I finally added you a larger extract of my dataset so that you can better imagine.

Thank you!!! It's really friendly that you help me with that:)

Hey Amelie,

I just had a closer look at the Wortschatz REST API, unfortunately they do not expose the "Sachgebiete" information via their API, so that idea is basically ruled out.

In regards to the "semantic" requirements, you will obviously need to exploit some semantic net. Probably the above mentioned GermaNet net would make sense, but there is no support to access this data directly via KNIME. So you would basically need to obtain the dataset and then write your own code using their Java API (through a Java snippet node or a custom node implementation). Not sure whether this is within your focus.

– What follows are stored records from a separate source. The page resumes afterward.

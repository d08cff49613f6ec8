//! **Binary metadata extraction and SBOM generation.**
//!
//! `binsbom` reads compiled artifacts (ELF, Mach-O thin and universal, PE and
//! `ar` archives), extracts what they say about themselves, and writes a
//! Software Bill of Materials in SPDX 2.3 tag-value, SPDX 3 JSON-LD or
//! CycloneDX 1.4 to 1.6 JSON. Generated documents can be read back and
//! compared.
//!
//! ## Modules
//!
//! - **[`extract`]**: per-format extractors behind the [`BinaryExtractor`]
//!   trait, chosen by magic bytes through [`ExtractorDispatcher`].
//! - **[`model`]**: the format-neutral [`Component`] and the [`Registry`] that
//!   owns components and the dependency edges between them.
//! - **[`generate`]**: the [`SbomGenerator`] lifecycle and one writer per
//!   output format, plus [`generate::canonicalize`] for signing.
//! - **[`parsers`]** and **[`diff`]**: read documents back and compare them.
//! - **[`validate`]**: structural checks for SPDX and CycloneDX documents.
//! - **[`pipeline`]**: discovery, parallel extraction and the sequential
//!   stages after it.
//! - **[`config`]**: YAML configuration with presets and validation.
//!
//! ## Generating a document
//!
//! ```no_run
//! use binsbom::extract::ExtractorDispatcher;
//! use binsbom::generate::{GeneratorConfig, OutputFormat, SbomGenerator};
//! use binsbom::model::Registry;
//! use std::path::Path;
//!
//! fn main() -> Result<(), Box<dyn std::error::Error>> {
//!     let dispatcher = ExtractorDispatcher::standard();
//!     let artifact = dispatcher.extract_path(Path::new("/usr/bin/ls"))?;
//!
//!     let mut registry = Registry::new();
//!     registry.register_artifact(&artifact)?;
//!
//!     let document = SbomGenerator::generate(
//!         registry,
//!         GeneratorConfig::default(),
//!         OutputFormat::default(),
//!     )?;
//!     println!("{document}");
//!     Ok(())
//! }
//! ```
//!
//! ## Comparing two documents
//!
//! ```no_run
//! use binsbom::{parse_bom, DiffEngine};
//! use std::path::Path;
//!
//! fn main() -> Result<(), Box<dyn std::error::Error>> {
//!     let old = parse_bom(Path::new("v1.cdx.json"))?;
//!     let new = parse_bom(Path::new("v2.cdx.json"))?;
//!     let diff = DiffEngine::new().diff(&old, &new)?;
//!     for removed in &diff.components.removed {
//!         println!("- {}", removed.display_name());
//!     }
//!     Ok(())
//! }
//! ```

// Lint to discourage unwrap() in production code - prefer explicit error handling
#![warn(clippy::unwrap_used)]
#![allow(
    // Header fields are read into u64 and narrowed after bounds checks
    clippy::cast_possible_truncation,
    clippy::missing_errors_doc,
    clippy::missing_panics_doc,
    clippy::struct_excessive_bools,
    // Variable names like `old`/`new` are clear in context
    clippy::similar_names
)]

pub mod cli;
pub mod config;
pub mod diff;
pub mod error;
pub mod extract;
pub mod generate;
pub mod model;
pub mod parsers;
pub mod pipeline;
pub mod utils;
pub mod validate;

// Re-export main types for convenience
pub use config::{AppConfig, AppConfigBuilder, ConfigError, ConfigPreset, Validatable};
pub use diff::{DiffEngine, DiffResult};
pub use error::{BinsbomError, ErrorContext, OptionContext, Result};
pub use extract::{BinaryExtractor, ExtractedArtifact, ExtractorDispatcher};
pub use generate::{canonicalize, GeneratorConfig, OutputFormat, SbomGenerator};
pub use model::{BomRef, Component, Registry};
pub use parsers::{parse_bom, parse_bom_str, ParsedBom};
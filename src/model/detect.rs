//! Metadata a binary does not carry itself.
//!
//! Two sources are consulted for each registered file:
//!
//! - license files shipped next to it (or one directory up, for `bin/`
//!   layouts), matched against the marker phrases of well-known licenses
//! - the directory it is installed under, which often names the packaging
//!   system (`/nix/store`, a Homebrew cellar, a multiarch `lib` directory)
//!   or sits below a project manifest (`Cargo.toml`, `go.mod`, ...)
//!
//! Detection only fills fields that are still empty; overrides applied
//! afterwards replace whatever it found.

use std::collections::HashMap;
use std::fs::File;
use std::io::Read;
use std::path::{Path, PathBuf};

use super::license::LicenseExpression;
use super::registry::Registry;
use crate::utils::absolute_path;

/// File names searched for license text, in priority order.
pub const LICENSE_FILE_NAMES: &[&str] = &[
    "LICENSE",
    "LICENSE.txt",
    "LICENSE.md",
    "LICENSE.rst",
    "LICENSE-MIT",
    "LICENSE-APACHE",
    "COPYING",
    "COPYING.txt",
    "COPYING.md",
    "license",
    "license.txt",
    "license.md",
    "copying",
    "copying.txt",
];

/// Longer files are truncated; every marker sits near the top.
const MAX_LICENSE_BYTES: u64 = 256 * 1024;

/// Ancestors of the binary's directory searched for a project manifest.
const MANIFEST_DEPTH: usize = 4;

/// Phrases that all have to appear in the normalized text. More specific
/// licenses come first so the GPL family resolves to the right variant.
const LICENSE_MARKERS: &[(&str, &[&str])] = &[
    ("AGPL-3.0-only", &["gnu affero general public license", "version 3"]),
    ("LGPL-3.0-only", &["gnu lesser general public license", "version 3"]),
    ("LGPL-2.1-only", &["gnu lesser general public license", "version 2.1"]),
    ("GPL-3.0-only", &["gnu general public license", "version 3"]),
    ("GPL-2.0-only", &["gnu general public license", "version 2"]),
    ("Apache-2.0", &["apache license", "version 2.0"]),
    ("MPL-2.0", &["mozilla public license", "version 2.0"]),
    (
        "MIT",
        &[
            "permission is hereby granted, free of charge",
            "the above copyright notice and this permission notice shall be included",
        ],
    ),
    (
        "BSD-3-Clause",
        &["redistribution and use in source and binary forms", "neither the name"],
    ),
    ("BSD-2-Clause", &["redistribution and use in source and binary forms"]),
    (
        "ISC",
        &["permission to use, copy, modify, and/or distribute this software for any purpose"],
    ),
    (
        "Zlib",
        &[
            "altered source versions must be plainly marked as such",
            "this notice may not be removed or altered from any source distribution",
        ],
    ),
    (
        "Unlicense",
        &["this is free and unencumbered software released into the public domain"],
    ),
    ("CC-BY-4.0", &["creative commons attribution 4.0"]),
];

/// Project manifests and the package manager they imply.
const MANIFESTS: &[(&str, &str)] = &[
    ("Cargo.toml", "cargo"),
    ("go.mod", "golang"),
    ("conanfile.txt", "conan"),
    ("conanfile.py", "conan"),
    ("vcpkg.json", "vcpkg"),
    ("package.json", "npm"),
    ("pyproject.toml", "pypi"),
    ("setup.py", "pypi"),
    ("pom.xml", "maven"),
    ("build.gradle", "gradle"),
    ("build.gradle.kts", "gradle"),
    ("composer.json", "composer"),
];

/// Match license text against the known marker phrases.
///
/// Case and whitespace are ignored. Returns the SPDX identifier of the
/// first license whose markers all appear.
#[must_use]
pub fn license_from_text(text: &str) -> Option<&'static str> {
    let normalized = text
        .split_whitespace()
        .collect::<Vec<_>>()
        .join(" ")
        .to_lowercase();
    LICENSE_MARKERS
        .iter()
        .find(|(_, markers)| markers.iter().all(|m| normalized.contains(m)))
        .map(|(id, _)| *id)
}

/// Path fragments that identify a packaging system wherever they appear.
const LAYOUTS: &[(&str, &str)] = &[
    ("/nix/store/", "nix"),
    ("/Cellar/", "brew"),
    ("/opt/homebrew/", "brew"),
    ("/.linuxbrew/", "brew"),
    ("/vcpkg_installed/", "vcpkg"),
    ("/vcpkg/installed/", "vcpkg"),
    ("/.conan/data/", "conan"),
    ("/.conan2/p/", "conan"),
    ("/snap/", "snap"),
    ("/site-packages/", "pypi"),
    ("/node_modules/", "npm"),
    ("/.cargo/bin/", "cargo"),
];

/// Package manager implied by an install location alone.
#[must_use]
pub fn package_manager_for_path(path: &Path) -> Option<&'static str> {
    let text = path.to_string_lossy();
    if let Some((_, manager)) = LAYOUTS.iter().find(|(marker, _)| text.contains(marker)) {
        return Some(*manager);
    }
    let mut parts = path.components().map(|c| c.as_os_str().to_string_lossy());
    parts.next();
    let (first, second, third) = (parts.next()?, parts.next(), parts.next());
    match (&*first, second.as_deref(), third.as_deref()) {
        // Multiarch directories are a Debian convention
        ("usr", Some("lib"), Some(triple)) | ("lib", Some(triple), _)
            if triple.ends_with("-linux-gnu") || triple.ends_with("-linux-gnueabihf") =>
        {
            Some("deb")
        }
        ("usr", Some("lib64"), _) | ("lib64", _, _) => Some("rpm"),
        _ => None,
    }
}

/// Looks for license files and package-manager hints, caching per directory.
#[derive(Debug)]
pub struct MetadataDetector {
    root: PathBuf,
    licenses: HashMap<PathBuf, Option<(String, PathBuf)>>,
}

/// What [`MetadataDetector::apply`] filled in.
#[derive(Debug, Clone, Copy, Default, PartialEq, Eq)]
pub struct DetectionReport {
    pub licenses: usize,
    pub package_managers: usize,
}

impl Default for MetadataDetector {
    fn default() -> Self {
        Self::new()
    }
}

impl MetadataDetector {
    /// Detector for the running system.
    #[must_use]
    pub fn new() -> Self {
        Self::with_root("/")
    }

    /// Detector whose package databases live below `root` instead of `/`.
    #[must_use]
    pub fn with_root(root: impl Into<PathBuf>) -> Self {
        Self {
            root: root.into(),
            licenses: HashMap::new(),
        }
    }

    /// Fill empty license and package-manager fields of file-backed components.
    pub fn apply(&mut self, registry: &mut Registry) -> DetectionReport {
        let mut report = DetectionReport::default();
        for component in registry.components_mut() {
            // Members share the archive's file
            if component.container.is_some() {
                continue;
            }
            let Some(path) = component.file_path.as_deref().map(absolute_path) else {
                continue;
            };
            if component.license.is_noassertion() {
                if let Some((expression, source)) = self.license_for(&path) {
                    component.license = LicenseExpression::new(expression);
                    component.properties.insert(
                        "binsbom:license-file".to_string(),
                        source.display().to_string(),
                    );
                    report.licenses += 1;
                }
            }
            if component.package_manager.is_none() {
                if let Some(manager) = self.package_manager_for(&path) {
                    component.package_manager = Some(manager.to_string());
                    report.package_managers += 1;
                }
            }
        }
        tracing::debug!(
            "detected {} licenses and {} package managers",
            report.licenses,
            report.package_managers
        );
        report
    }

    /// License of the files shipped next to `file`, or one directory up.
    pub fn license_for(&mut self, file: &Path) -> Option<(String, PathBuf)> {
        let dir = file.parent()?;
        std::iter::successors(Some(dir), |d| d.parent())
            .take(2)
            .find_map(|d| self.license_in(d))
    }

    /// Package manager from the install layout, an enclosing project
    /// manifest, or the host package database for system directories.
    #[must_use]
    pub fn package_manager_for(&self, file: &Path) -> Option<&'static str> {
        package_manager_for_path(file)
            .or_else(|| manifest_manager(file))
            .or_else(|| self.system_manager(file))
    }

    fn license_in(&mut self, dir: &Path) -> Option<(String, PathBuf)> {
        if let Some(cached) = self.licenses.get(dir) {
            return cached.clone();
        }
        let found = scan_license_files(dir);
        self.licenses.insert(dir.to_path_buf(), found.clone());
        found
    }

    fn system_manager(&self, file: &Path) -> Option<&'static str> {
        let system_dirs = ["/usr/bin", "/usr/sbin", "/usr/lib", "/bin", "/sbin", "/lib"];
        if !system_dirs.iter().any(|d| file.starts_with(d)) {
            return None;
        }
        if self.root.join("var/lib/dpkg/status").is_file() {
            Some("deb")
        } else if self.root.join("var/lib/rpm").is_dir() {
            Some("rpm")
        } else if self.root.join("lib/apk/db/installed").is_file() {
            Some("apk")
        } else {
            None
        }
    }
}

/// Every recognized license file in `dir`. Distinct licenses all apply, so
/// they are joined with `AND`; the reported source is the first file.
fn scan_license_files(dir: &Path) -> Option<(String, PathBuf)> {
    let mut ids: Vec<&'static str> = Vec::new();
    let mut source = None;
    for name in LICENSE_FILE_NAMES {
        let path = dir.join(name);
        if !path.is_file() {
            continue;
        }
        let text = match read_prefix(&path) {
            Ok(text) => text,
            Err(e) => {
                tracing::debug!("cannot read {}: {e}", path.display());
                continue;
            }
        };
        match license_from_text(&text) {
            Some(id) => {
                if !ids.contains(&id) {
                    ids.push(id);
                }
                source.get_or_insert(path);
            }
            None => tracing::debug!("no known license in {}", path.display()),
        }
    }
    source.map(|source| (ids.join(" AND "), source))
}

fn read_prefix(path: &Path) -> std::io::Result<String> {
    let mut bytes = Vec::new();
    File::open(path)?
        .take(MAX_LICENSE_BYTES)
        .read_to_end(&mut bytes)?;
    Ok(String::from_utf8_lossy(&bytes).into_owned())
}

fn manifest_manager(file: &Path) -> Option<&'static str> {
    let dir = file.parent()?;
    std::iter::successors(Some(dir), |d| d.parent())
        .take(MANIFEST_DEPTH)
        .find_map(|d| {
            MANIFESTS
                .iter()
                .find(|(name, _)| d.join(name).is_file())
                .map(|(_, manager)| *manager)
        })
}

Some additional idea on how you might address the problem:

1) If you look up "Bevölkerungswachstum" on the German Wikipedia, you'll be redirected to "Bevölkerungsentwicklung", so these terms are very obviously synonyms.

2) When you scroll down on the page for "Bevölkerungsentwicklung", you'll find that the page has two categories: "Demografie" and "Sozialer Wandel"

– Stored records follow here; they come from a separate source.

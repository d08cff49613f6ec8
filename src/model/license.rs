//! License expressions.
//!
//! Input is read with the `spdx` crate in lax mode, so common spellings such
//! as `mit` or `MIT/Apache-2.0` are understood, and then re-rendered from the
//! parsed tree with canonical ids and operators. Only a rendering that also
//! passes a strict parse is kept. Anything else becomes `NOASSERTION`, so
//! generation never fails on a license.

use serde::{Deserialize, Serialize};
use std::fmt;

pub const NOASSERTION: &str = "NOASSERTION";

/// License expression as supplied by hints or overrides.
#[derive(Debug, Clone, PartialEq, Eq, Hash, Serialize, Deserialize)]
pub struct LicenseExpression {
    /// Canonical SPDX expression when valid, the supplied text otherwise
    pub expression: String,
    /// Whether `expression` is a strictly valid SPDX expression
    pub is_valid_spdx: bool,
}

impl LicenseExpression {
    #[must_use]
    pub fn new(expression: impl Into<String>) -> Self {
        let raw = expression.into().trim().to_string();
        match Self::canonicalize(&raw) {
            Some(expression) => Self {
                expression,
                is_valid_spdx: true,
            },
            None => Self {
                expression: raw,
                is_valid_spdx: false,
            },
        }
    }

    #[must_use]
    pub fn noassertion() -> Self {
        Self {
            expression: NOASSERTION.to_string(),
            is_valid_spdx: false,
        }
    }

    /// Canonical rendering of `expr`, if it denotes a valid SPDX expression.
    fn canonicalize(expr: &str) -> Option<String> {
        if expr.is_empty() || expr.contains(NOASSERTION) || expr == "NONE" {
            return None;
        }
        let parsed = spdx::Expression::parse_mode(expr, spdx::ParseMode::LAX).ok()?;
        let rendered = render(&parsed)?;
        spdx::Expression::parse(&rendered).ok()?;
        Some(rendered)
    }

    /// The expression when valid, `NOASSERTION` otherwise.
    #[must_use]
    pub fn spdx_or_noassertion(&self) -> &str {
        if self.is_valid_spdx {
            &self.expression
        } else {
            NOASSERTION
        }
    }

    #[must_use]
    pub fn is_noassertion(&self) -> bool {
        !self.is_valid_spdx
    }

    /// True when the expression names a single license id (no operators),
    /// so CycloneDX can emit `license.id` instead of `expression`.
    #[must_use]
    pub fn is_single_id(&self) -> bool {
        self.is_valid_spdx && spdx::license_id(&self.expression).is_some()
    }
}

/// Infix rendering of a parsed expression. Nodes arrive in postfix order;
/// `AND` binds tighter than `OR`, so only `OR` operands of an `AND` need
/// parentheses.
fn render(expr: &spdx::Expression) -> Option<String> {
    use spdx::expression::{ExprNode, Operator};

    const ATOM: u8 = 0;
    const AND: u8 = 1;
    const OR: u8 = 2;

    let mut stack: Vec<(String, u8)> = Vec::new();
    for node in expr.iter() {
        match node {
            ExprNode::Req(req) => stack.push((req.req.to_string(), ATOM)),
            ExprNode::Op(op) => {
                let (rhs, rhs_level) = stack.pop()?;
                let (lhs, lhs_level) = stack.pop()?;
                let (word, level) = match op {
                    Operator::And => ("AND", AND),
                    Operator::Or => ("OR", OR),
                };
                let wrap = |text: String, operand: u8| {
                    if operand > level {
                        format!("({text})")
                    } else {
                        text
                    }
                };
                stack.push((
                    format!("{} {word} {}", wrap(lhs, lhs_level), wrap(rhs, rhs_level)),
                    level,
                ));
            }
        }
    }
    let (rendered, _) = stack.pop()?;
    stack.is_empty().then_some(rendered)
}

impl Default for LicenseExpression {
    fn default() -> Self {
        Self::noassertion()
    }
}

impl fmt::Display for LicenseExpression {
    fn fmt(&self, f: &mut fmt::Formatter<'_>) -> fmt::Result {
        f.write_str(self.spdx_or_noassertion())
    }
}
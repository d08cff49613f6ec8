//! Canonical byte form of a generated document, for external signers.
//!
//! JSON documents lose every `signature`/`signatures` member and are
//! re-serialized compactly with lexicographically sorted keys. Tag-value
//! documents lose blank, comment and `Signature:` lines and get `\n` line
//! endings.

use serde_json::Value;

use crate::error::{BinsbomError, GenerationErrorKind, Result};

const SIGNATURE_KEYS: [&str; 2] = ["signature", "signatures"];

/// Canonicalize a CycloneDX, SPDX 3 or SPDX 2.3 tag-value document.
pub fn canonicalize(document: &str) -> Result<Vec<u8>> {
    let trimmed = document.trim_start_matches('\u{feff}').trim_start();
    if trimmed.starts_with('{') || trimmed.starts_with('[') {
        let value: Value = serde_json::from_str(trimmed).map_err(|e| {
            BinsbomError::generation(
                "canonicalizing JSON document",
                GenerationErrorKind::Canonicalization(e.to_string()),
            )
        })?;
        let mut out = String::with_capacity(document.len());
        write_value(&mut out, &value)?;
        Ok(out.into_bytes())
    } else if trimmed.starts_with("SPDXVersion:") {
        Ok(canonicalize_tag_value(trimmed).into_bytes())
    } else {
        Err(BinsbomError::generation(
            "canonicalizing document",
            GenerationErrorKind::Canonicalization(
                "neither JSON nor SPDX tag-value".to_string(),
            ),
        ))
    }
}

fn canonicalize_tag_value(document: &str) -> String {
    let mut out = String::with_capacity(document.len());
    for line in document.lines() {
        let line = line.trim_end_matches('\r');
        let content = line.trim_start();
        if content.is_empty() || content.starts_with('#') || content.starts_with("Signature:") {
            continue;
        }
        out.push_str(line);
        out.push('\n');
    }
    out
}

fn write_value(out: &mut String, value: &Value) -> Result<()> {
    match value {
        Value::Object(map) => {
            let mut keys: Vec<&String> = map
                .keys()
                .filter(|k| !SIGNATURE_KEYS.contains(&k.as_str()))
                .collect();
            keys.sort();
            out.push('{');
            for (i, key) in keys.into_iter().enumerate() {
                if i > 0 {
                    out.push(',');
                }
                out.push_str(&encode_string(key)?);
                out.push(':');
                if let Some(v) = map.get(key) {
                    write_value(out, v)?;
                }
            }
            out.push('}');
        }
        Value::Array(items) => {
            out.push('[');
            for (i, item) in items.iter().enumerate() {
                if i > 0 {
                    out.push(',');
                }
                write_value(out, item)?;
            }
            out.push(']');
        }
        Value::String(s) => out.push_str(&encode_string(s)?),
        Value::Number(n) => out.push_str(&n.to_string()),
        Value::Bool(b) => out.push_str(if *b { "true" } else { "false" }),
        Value::Null => out.push_str("null"),
    }
    Ok(())
}

fn encode_string(s: &str) -> Result<String> {
    serde_json::to_string(s).map_err(|e| {
        BinsbomError::generation(
            "encoding JSON string",
            GenerationErrorKind::Canonicalization(e.to_string()),
        )
    })
}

3) When you look up "Migration" you'll be presented with a so called "disambiguation page", as there are multiple meanings for the term. For the first match "Migration (Mensch)" you'll again get a page with categories "Bevölkerungsgeographie", "Anthropologie", and "Demografie"

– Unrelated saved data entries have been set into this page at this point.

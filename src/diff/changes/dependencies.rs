//! Dependency change computer implementation.

use std::collections::BTreeSet;

use crate::diff::traits::{ChangeComputer, ComponentMatches};
use crate::diff::{ChangeSet, ChangeType, DependencyChange};
use crate::model::EdgeKind;
use crate::parsers::ParsedBom;

/// Computes edge-level changes between documents.
///
/// Edges are compared by the names at both ends, so references that differ
/// between the two documents do not show up as churn.
#[derive(Debug, Clone, Copy, Default)]
pub struct DependencyChangeComputer;

impl DependencyChangeComputer {
    #[must_use]
    pub const fn new() -> Self {
        Self
    }

    fn edge_keys(bom: &ParsedBom) -> BTreeSet<(String, String, EdgeKind)> {
        bom.edges
            .iter()
            .map(|e| {
                (
                    bom.name_of(&e.from).to_string(),
                    bom.name_of(&e.to).to_string(),
                    e.kind,
                )
            })
            .collect()
    }
}

impl ChangeComputer for DependencyChangeComputer {
    type ChangeSet = ChangeSet<DependencyChange>;

    fn compute(
        &self,
        old: &ParsedBom,
        new: &ParsedBom,
        _matches: &ComponentMatches,
    ) -> ChangeSet<DependencyChange> {
        let old_edges = Self::edge_keys(old);
        let new_edges = Self::edge_keys(new);

        let change = |(from, to, kind): &(String, String, EdgeKind), change_type| DependencyChange {
            from: from.clone(),
            to: to.clone(),
            kind: *kind,
            change_type,
        };

        // BTreeSet differences come out sorted.
        ChangeSet {
            added: new_edges
                .difference(&old_edges)
                .map(|e| change(e, ChangeType::Added))
                .collect(),
            removed: old_edges
                .difference(&new_edges)
                .map(|e| change(e, ChangeType::Removed))
                .collect(),
            modified: Vec::new(),
        }
    }

    fn name(&self) -> &str {
        "DependencyChanges"
    }
}
//! Diff command handler.

use anyhow::Result;
use std::path::Path;

use crate::config::AppConfig;
use crate::pipeline::{compute_diff, exit_codes, render_diff, write_output, OutputTarget};

/// Run the diff command
pub fn run_diff(old: &Path, new: &Path, config: &AppConfig) -> Result<i32> {
    let result = compute_diff(old, new, &config.diff)?;
    let content = render_diff(&result, config.diff.format)?;
    let target = OutputTarget::from_option(config.output.file.clone());
    write_output(&content, &target, config.behavior.quiet)?;

    if config.behavior.fail_on_change && result.has_changes() {
        return Ok(exit_codes::CHANGES_DETECTED);
    }
    Ok(exit_codes::SUCCESS)
}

From my feeling, these Wikipedia categories might be good candidates for labels which you're trying to assign to those snippets. Obviously above three words make up for a quite idealized example and I'm not sure whether the categories would be a good fit for your entire data.

To mine this information from the Wikipedia you would have to use their REST API (with the REST or Palladian HttpRetriever nodes in KNIME). Accessing their API can unfortunately be a little frustrating as the documentation is quite scattered. At the end, this will definitely become a medium complex workflow for getting and extracting the required information.

Concerning the spell checking: To my knowledge, there are no spell checking nodes for KNIME. However, there are some REST APIs available wich support spell checking and correcting German text, e.g. this one -- but: looking at your data, there some entries which seem quite "dirty" (e.g. "Berufsmünsteran  denken erfahrungsgemWohnmünsteran  Kosten Auto Arbeitsweg sparen Münster Namen Region"), probably caused by OCR? I'm not sure whether a spell checker will be of a great help in this case and whether it's worth the effort at all.

At the end, if you're going for a small amount of very broad categories (e.g. max. 10 high level labels such as "Demographie", "Verkehr", etc.), there might also be a totally different approach:

Address the labelling as classification problem; hand-label a selected subset of your data and see how well a text classifier performs. You can do text classification with the Text Processing nodes, or using the TextClassifier nodes from the Palladian extension (the latter is built by me and colleagues and is quite simplistic, but has shown to be a quite strong baseline and does not require too much parameter tuning). An example for the Palladian text classifier is available here.